── TASK MATERIAL ──
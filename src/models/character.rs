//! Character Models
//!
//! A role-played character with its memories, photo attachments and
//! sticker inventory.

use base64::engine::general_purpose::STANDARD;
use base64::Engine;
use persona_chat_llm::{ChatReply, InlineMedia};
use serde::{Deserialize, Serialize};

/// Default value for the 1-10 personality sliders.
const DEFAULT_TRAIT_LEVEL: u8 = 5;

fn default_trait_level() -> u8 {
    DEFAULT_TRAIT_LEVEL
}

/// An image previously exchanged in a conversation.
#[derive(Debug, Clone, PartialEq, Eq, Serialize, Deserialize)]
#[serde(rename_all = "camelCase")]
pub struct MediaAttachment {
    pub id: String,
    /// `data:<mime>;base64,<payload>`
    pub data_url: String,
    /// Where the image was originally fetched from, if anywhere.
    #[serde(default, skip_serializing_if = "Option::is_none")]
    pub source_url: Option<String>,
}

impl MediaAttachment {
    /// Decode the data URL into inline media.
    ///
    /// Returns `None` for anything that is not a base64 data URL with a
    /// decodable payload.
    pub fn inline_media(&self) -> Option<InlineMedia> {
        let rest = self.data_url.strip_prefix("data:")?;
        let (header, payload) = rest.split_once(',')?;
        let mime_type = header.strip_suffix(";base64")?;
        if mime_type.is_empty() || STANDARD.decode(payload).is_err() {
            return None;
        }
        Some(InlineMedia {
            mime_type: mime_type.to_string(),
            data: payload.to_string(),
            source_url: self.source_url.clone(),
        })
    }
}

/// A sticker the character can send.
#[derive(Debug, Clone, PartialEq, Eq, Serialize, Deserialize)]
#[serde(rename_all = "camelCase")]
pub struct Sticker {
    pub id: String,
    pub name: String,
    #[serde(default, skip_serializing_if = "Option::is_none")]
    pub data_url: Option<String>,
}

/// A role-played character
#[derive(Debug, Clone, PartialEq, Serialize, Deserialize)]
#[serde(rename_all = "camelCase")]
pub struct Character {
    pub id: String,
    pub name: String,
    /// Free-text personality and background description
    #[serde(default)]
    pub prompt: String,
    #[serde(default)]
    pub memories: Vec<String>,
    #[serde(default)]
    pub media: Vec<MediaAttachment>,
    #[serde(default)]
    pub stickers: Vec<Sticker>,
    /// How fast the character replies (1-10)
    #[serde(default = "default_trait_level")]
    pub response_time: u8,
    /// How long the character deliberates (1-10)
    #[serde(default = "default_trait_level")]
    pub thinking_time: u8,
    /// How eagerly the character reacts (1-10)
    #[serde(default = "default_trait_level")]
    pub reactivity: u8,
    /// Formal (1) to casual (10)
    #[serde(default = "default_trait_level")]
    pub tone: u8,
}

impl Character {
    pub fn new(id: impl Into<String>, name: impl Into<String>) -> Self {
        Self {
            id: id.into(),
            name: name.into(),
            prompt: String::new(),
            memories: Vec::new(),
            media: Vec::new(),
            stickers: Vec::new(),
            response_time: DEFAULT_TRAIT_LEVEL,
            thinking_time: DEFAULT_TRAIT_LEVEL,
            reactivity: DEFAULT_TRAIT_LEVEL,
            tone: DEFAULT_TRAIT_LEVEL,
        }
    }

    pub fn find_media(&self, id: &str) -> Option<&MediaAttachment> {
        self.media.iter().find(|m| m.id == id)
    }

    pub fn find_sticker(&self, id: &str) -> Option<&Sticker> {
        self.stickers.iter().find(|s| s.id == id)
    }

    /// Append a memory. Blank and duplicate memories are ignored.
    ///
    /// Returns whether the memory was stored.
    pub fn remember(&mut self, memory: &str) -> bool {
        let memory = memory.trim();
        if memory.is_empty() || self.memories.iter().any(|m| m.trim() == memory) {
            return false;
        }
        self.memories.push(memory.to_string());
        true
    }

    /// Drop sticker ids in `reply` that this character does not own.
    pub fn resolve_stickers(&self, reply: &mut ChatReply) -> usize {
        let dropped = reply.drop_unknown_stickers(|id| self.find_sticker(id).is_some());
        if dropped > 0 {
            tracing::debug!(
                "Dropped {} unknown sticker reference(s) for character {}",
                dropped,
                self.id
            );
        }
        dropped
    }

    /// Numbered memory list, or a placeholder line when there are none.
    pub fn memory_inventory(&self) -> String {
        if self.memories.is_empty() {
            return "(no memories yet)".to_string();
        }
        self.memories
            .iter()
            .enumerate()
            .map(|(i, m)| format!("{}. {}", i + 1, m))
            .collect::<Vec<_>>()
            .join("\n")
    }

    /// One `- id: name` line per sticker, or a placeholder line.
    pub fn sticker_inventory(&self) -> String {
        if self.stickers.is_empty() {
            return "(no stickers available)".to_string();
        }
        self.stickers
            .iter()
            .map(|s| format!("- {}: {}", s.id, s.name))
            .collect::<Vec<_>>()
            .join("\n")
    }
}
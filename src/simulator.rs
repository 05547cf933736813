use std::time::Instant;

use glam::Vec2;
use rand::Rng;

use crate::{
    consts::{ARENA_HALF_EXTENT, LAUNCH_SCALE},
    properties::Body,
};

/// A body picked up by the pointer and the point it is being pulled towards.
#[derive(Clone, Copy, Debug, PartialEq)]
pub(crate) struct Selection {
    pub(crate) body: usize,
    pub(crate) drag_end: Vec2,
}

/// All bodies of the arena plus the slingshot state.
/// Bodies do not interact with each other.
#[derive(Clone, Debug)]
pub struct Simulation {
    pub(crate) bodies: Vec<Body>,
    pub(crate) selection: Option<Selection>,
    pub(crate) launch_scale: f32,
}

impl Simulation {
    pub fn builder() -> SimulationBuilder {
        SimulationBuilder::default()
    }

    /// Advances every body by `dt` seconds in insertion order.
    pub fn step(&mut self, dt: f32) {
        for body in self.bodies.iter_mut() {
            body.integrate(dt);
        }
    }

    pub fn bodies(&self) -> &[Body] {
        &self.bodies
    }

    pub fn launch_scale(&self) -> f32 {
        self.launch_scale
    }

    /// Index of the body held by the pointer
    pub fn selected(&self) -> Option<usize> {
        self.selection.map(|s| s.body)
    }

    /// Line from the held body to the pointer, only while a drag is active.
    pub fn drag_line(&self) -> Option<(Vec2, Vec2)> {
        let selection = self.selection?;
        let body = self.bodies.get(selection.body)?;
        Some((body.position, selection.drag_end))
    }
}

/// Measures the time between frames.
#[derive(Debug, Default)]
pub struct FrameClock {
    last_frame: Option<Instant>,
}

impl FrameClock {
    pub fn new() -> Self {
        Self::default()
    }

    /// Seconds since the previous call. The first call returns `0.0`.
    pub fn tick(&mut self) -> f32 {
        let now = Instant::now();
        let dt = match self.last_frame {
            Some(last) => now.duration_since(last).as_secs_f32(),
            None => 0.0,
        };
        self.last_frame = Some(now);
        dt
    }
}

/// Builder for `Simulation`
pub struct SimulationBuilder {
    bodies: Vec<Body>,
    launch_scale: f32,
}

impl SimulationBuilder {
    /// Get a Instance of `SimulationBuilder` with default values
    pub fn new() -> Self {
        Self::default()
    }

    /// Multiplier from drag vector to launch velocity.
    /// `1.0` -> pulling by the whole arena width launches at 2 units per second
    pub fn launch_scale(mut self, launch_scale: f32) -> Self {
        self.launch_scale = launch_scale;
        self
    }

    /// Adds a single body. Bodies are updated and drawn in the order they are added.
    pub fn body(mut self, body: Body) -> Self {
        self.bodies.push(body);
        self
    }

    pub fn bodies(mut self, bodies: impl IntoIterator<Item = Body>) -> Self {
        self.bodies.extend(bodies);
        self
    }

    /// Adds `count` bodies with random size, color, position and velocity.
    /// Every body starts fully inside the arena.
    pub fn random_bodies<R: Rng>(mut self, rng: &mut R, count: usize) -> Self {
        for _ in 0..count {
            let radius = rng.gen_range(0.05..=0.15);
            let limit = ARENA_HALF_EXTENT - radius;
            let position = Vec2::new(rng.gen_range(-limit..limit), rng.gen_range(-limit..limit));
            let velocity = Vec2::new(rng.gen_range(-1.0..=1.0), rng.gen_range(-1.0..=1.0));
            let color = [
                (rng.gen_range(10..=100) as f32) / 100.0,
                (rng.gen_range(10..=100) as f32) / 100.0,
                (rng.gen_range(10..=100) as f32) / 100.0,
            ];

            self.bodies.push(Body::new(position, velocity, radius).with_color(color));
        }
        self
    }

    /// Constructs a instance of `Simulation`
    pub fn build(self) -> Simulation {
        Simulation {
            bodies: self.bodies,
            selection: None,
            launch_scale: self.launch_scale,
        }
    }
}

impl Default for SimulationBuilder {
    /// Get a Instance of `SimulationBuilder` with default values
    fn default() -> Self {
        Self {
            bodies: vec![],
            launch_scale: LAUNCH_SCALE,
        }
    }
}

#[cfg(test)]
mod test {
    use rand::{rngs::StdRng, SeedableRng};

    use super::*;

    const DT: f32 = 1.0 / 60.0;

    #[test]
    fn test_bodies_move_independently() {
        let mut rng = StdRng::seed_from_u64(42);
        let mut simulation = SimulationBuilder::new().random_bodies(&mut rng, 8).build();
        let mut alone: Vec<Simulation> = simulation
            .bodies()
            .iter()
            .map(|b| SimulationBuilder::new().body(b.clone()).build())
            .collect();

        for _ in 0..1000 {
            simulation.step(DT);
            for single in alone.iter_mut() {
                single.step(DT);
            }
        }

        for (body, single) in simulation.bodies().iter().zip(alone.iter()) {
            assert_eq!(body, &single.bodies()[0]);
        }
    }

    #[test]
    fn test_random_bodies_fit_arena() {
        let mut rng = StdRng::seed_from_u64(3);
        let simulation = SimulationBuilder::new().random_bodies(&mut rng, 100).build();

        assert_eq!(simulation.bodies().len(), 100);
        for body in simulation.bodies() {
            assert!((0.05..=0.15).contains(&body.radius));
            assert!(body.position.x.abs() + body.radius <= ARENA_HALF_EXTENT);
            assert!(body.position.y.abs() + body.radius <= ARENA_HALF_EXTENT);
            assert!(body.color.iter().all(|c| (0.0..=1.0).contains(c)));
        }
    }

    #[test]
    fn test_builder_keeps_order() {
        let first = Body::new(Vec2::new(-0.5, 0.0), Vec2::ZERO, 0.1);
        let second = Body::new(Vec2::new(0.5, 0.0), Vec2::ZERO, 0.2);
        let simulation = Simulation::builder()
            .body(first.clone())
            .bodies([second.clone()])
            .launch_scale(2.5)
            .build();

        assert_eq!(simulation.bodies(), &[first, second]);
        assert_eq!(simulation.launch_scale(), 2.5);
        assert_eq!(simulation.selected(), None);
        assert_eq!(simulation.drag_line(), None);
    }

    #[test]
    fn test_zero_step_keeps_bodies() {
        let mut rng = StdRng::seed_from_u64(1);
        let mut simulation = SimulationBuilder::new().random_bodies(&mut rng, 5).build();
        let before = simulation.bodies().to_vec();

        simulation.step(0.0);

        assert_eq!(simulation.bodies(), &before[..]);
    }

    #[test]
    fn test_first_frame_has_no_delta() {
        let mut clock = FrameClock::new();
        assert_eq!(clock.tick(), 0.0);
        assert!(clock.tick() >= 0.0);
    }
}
───
── TASK MATERIAL ──
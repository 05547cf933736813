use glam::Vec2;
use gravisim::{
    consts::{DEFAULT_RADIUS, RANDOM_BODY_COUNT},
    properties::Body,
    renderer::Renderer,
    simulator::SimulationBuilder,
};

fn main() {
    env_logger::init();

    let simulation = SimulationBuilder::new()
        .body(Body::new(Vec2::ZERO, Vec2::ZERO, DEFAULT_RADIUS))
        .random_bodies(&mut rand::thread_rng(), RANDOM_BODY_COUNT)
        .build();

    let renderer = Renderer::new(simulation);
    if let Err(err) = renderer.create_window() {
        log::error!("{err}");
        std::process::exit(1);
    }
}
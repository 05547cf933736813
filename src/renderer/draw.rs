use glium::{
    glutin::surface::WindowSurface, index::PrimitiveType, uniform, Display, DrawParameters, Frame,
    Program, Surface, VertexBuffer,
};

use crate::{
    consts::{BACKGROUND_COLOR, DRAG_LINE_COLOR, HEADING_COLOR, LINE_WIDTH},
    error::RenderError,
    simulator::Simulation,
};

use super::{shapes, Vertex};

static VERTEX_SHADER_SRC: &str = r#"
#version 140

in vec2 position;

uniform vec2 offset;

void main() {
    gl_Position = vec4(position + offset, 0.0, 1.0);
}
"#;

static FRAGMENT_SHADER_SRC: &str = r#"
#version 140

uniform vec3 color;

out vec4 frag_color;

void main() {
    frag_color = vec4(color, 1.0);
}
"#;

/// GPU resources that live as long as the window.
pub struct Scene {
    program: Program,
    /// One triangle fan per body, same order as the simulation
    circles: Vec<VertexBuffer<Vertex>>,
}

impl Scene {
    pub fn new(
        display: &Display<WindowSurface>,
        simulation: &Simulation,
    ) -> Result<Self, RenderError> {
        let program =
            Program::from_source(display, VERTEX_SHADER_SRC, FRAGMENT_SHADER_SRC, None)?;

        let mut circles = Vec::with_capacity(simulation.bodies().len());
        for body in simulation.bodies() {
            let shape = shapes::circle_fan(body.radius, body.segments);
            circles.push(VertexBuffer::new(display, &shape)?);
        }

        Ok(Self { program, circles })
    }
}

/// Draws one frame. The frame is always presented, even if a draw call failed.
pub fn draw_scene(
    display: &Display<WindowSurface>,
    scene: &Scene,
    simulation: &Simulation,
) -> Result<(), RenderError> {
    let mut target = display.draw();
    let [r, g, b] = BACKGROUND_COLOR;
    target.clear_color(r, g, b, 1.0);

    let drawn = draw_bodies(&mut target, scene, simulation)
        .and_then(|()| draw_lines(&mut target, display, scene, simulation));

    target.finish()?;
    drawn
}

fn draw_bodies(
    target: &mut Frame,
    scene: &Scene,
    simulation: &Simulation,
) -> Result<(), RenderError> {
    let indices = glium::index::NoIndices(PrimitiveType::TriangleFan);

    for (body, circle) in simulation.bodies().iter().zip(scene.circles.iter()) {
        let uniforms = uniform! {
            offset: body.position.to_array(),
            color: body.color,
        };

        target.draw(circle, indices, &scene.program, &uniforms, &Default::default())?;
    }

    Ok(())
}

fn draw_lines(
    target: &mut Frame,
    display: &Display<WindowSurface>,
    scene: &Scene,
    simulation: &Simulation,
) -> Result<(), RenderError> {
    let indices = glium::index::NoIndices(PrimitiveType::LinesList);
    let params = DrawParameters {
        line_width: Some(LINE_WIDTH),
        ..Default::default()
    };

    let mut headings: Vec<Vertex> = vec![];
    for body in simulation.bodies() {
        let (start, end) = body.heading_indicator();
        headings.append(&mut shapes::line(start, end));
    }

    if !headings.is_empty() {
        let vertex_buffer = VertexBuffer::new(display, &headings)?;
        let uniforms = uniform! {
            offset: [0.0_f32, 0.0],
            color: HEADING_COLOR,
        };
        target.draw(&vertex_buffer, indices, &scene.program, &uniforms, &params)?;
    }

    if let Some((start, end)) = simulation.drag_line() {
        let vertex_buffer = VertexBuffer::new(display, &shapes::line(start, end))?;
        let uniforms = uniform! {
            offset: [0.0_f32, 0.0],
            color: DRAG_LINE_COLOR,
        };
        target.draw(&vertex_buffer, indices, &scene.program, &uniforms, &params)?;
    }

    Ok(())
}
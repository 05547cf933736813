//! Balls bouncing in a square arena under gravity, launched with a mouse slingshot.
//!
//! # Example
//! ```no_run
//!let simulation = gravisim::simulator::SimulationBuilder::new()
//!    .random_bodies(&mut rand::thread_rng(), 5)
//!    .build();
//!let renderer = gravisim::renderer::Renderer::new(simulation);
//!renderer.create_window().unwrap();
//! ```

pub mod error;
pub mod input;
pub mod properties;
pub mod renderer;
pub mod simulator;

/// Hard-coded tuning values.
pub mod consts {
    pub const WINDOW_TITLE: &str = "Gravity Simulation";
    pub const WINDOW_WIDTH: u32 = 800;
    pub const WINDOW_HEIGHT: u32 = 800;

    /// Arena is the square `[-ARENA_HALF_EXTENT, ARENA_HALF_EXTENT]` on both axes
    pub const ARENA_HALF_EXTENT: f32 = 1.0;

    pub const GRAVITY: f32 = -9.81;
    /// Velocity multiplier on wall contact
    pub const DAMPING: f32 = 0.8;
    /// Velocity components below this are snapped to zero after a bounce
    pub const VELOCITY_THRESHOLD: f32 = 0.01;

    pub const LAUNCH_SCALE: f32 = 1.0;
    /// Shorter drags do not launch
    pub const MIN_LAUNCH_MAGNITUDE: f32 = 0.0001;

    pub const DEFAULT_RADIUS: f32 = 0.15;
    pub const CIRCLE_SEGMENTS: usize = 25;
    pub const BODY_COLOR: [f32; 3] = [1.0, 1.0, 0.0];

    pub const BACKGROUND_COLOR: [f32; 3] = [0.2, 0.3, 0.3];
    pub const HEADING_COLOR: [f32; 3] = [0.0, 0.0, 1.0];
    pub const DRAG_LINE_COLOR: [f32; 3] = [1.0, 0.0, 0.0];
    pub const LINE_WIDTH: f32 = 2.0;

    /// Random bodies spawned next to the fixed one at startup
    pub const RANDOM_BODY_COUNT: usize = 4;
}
───
**DIRECTIONS FOR THIS TASK:** Filter the records above for "played" and copy every matching line.

**RESULT FOR THIS EXERCISE:**
//! A role-played character with its memories, photo attachments and
/// A role-played character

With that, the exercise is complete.